I’m glad I’m retired and the vehicle I purchased two years ago only has 4,200 miles on it. At my age I will likely never put more than a couple thousand miles a year on it and it should be the last vehicle I’ll ever have to buy.

I’m too old and cranky to put up with this Demonrat BS.

It would be very difficult to monitor and collect that kind of tax. If you want to raise a lot of money quickly I recommend charging a poll tax of ten pesos per head for every migrant that crosses the southern border, At the rate they are coming in the national debt would be paid off by the 4th of July.

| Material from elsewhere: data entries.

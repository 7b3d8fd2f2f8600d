// src/services/enrich.rs

//! Page enrichment: runs every extraction service over one page and
//! fans the result out into per-email leads.

use crate::locale::country_from_domain;
use crate::models::{ExtractionResult, Lead, PageRecord};

use super::{classify_industry, estimate_size, extract_address, extract_emails};

/// Turns parsed pages into leads.
///
/// Stateless; the extraction tables it relies on are compiled once per
/// process.
#[derive(Debug, Default)]
pub struct PageEnricher;

impl PageEnricher {
    pub fn new() -> Self {
        Self
    }

    /// Enrich one page, producing one lead per accepted email.
    ///
    /// Email extraction runs first over only the lines containing an `@`,
    /// and a page without any accepted email is dropped before the heavier
    /// full-text passes run.
    pub fn enrich(&self, page: &PageRecord) -> Vec<Lead> {
        let mut emails = std::collections::HashSet::new();
        for line in &page.lines {
            if line.contains('@') {
                emails.extend(extract_emails(line));
            }
        }
        if emails.is_empty() {
            return Vec::new();
        }

        let text = page.text();
        let text_lower = text.to_lowercase();

        let (address, address_country) = extract_address(&text, &text_lower);
        let (industry, industry_score) = classify_industry(&text_lower);
        let size = estimate_size(&text, &text_lower);

        // Address-derived country beats the domain TLD.
        let country = if address_country.is_empty() {
            country_from_domain(&page.domain).to_string()
        } else {
            address_country
        };

        let (size_bucket, size_signal) = match size {
            Some((bucket, signal)) => (Some(bucket), signal),
            None => (None, String::new()),
        };

        let result = ExtractionResult {
            emails,
            address,
            country,
            industry,
            industry_score,
            size_bucket,
            size_signal,
        };

        let mut sorted: Vec<&String> = result.emails.iter().collect();
        sorted.sort();
        sorted
            .into_iter()
            .map(|email| Lead::from_extraction(email, page, &result))
            .collect()
    }
}

#[cfg(test)]
mod tests {
    use super::*;

    fn page(domain: &str, lines: &[&str]) -> PageRecord {
        PageRecord {
            url: format!("https://{domain}/about"),
            domain: domain.to_string(),
            lines: lines.iter().map(|l| l.to_string()).collect(),
        }
    }

    #[test]
    fn test_page_without_email_yields_nothing() {
        let page = page("acme.de", &["Address: Kantstrasse 12, Berlin", "software"]);
        assert!(PageEnricher::new().enrich(&page).is_empty());
    }

    #[test]
    fn test_address_country_beats_domain_tld() {
        let page = page(
            "acme.fr",
            &[
                "Contact: info@acme.fr",
                "Headquarters: Kantstrasse 12, 10623 Berlin Germany",
            ],
        );
        let leads = PageEnricher::new().enrich(&page);
        assert_eq!(leads.len(), 1);
        assert_eq!(leads[0].country, "DE");
    }

    #[test]
    fn test_domain_tld_fallback() {
        let page = page("acme.fr", &["Contact: info@acme.fr"]);
        let leads = PageEnricher::new().enrich(&page);
        assert_eq!(leads[0].country, "FR");
    }

    #[test]
    fn test_one_lead_per_email_with_shared_signals() {
        let page = page(
            "acme.io",
            &[
                "sales@acme.io or support@acme.io",
                "We build software and cloud devops tooling.",
                "A startup of passionate engineers.",
            ],
        );
        let leads = PageEnricher::new().enrich(&page);
        assert_eq!(leads.len(), 2);
        assert_eq!(leads[0].email, "sales@acme.io");
        assert_eq!(leads[1].email, "support@acme.io");
        for lead in &leads {
            assert_eq!(lead.industry, "Technology");
            assert_eq!(lead.size_bucket, "startup");
        }
    }

    #[test]
    fn test_emails_only_scanned_on_at_lines() {
        // The address line mentions no '@' so it never reaches the email
        // pass, but it still feeds the full-text passes.
        let page = page(
            "acme.de",
            &["write info@acme.de", "Adresse: Friedrichstrasse 200, 10117 Berlin"],
        );
        let leads = PageEnricher::new().enrich(&page);
        assert_eq!(leads.len(), 1);
        assert!(leads[0].address.contains("Friedrichstrasse"));
    }
}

C’mon, man. He’s a Democrat. He heads Transportation. So of course he proposes a mileage tax.
If he headed up Energy, it would be an automotive carbon tax.
If he headed up Health and Human Services, it would be a condom tax.
If he headed up Education, it would be a condom tax.

As much as I hate the “tax”, I am worried how the commies will collect it. Stick a chip in my neck? “Register” my vehicles and let ’em look at GPS all day long? I really doubt they’ll just look at my odometer once a year.

There is this sickening feeling that this is a way for them to track every citizens movement, 24/7. The only time they won’t count you and count the miles is at the voting booth, otherwise your privacy is toast.

    Brave Sir Robbin in reply to Chicklet. | March 27, 2021 at 12:21 am

    “As much as I hate the “tax”, I am worried how the commies will collect it.”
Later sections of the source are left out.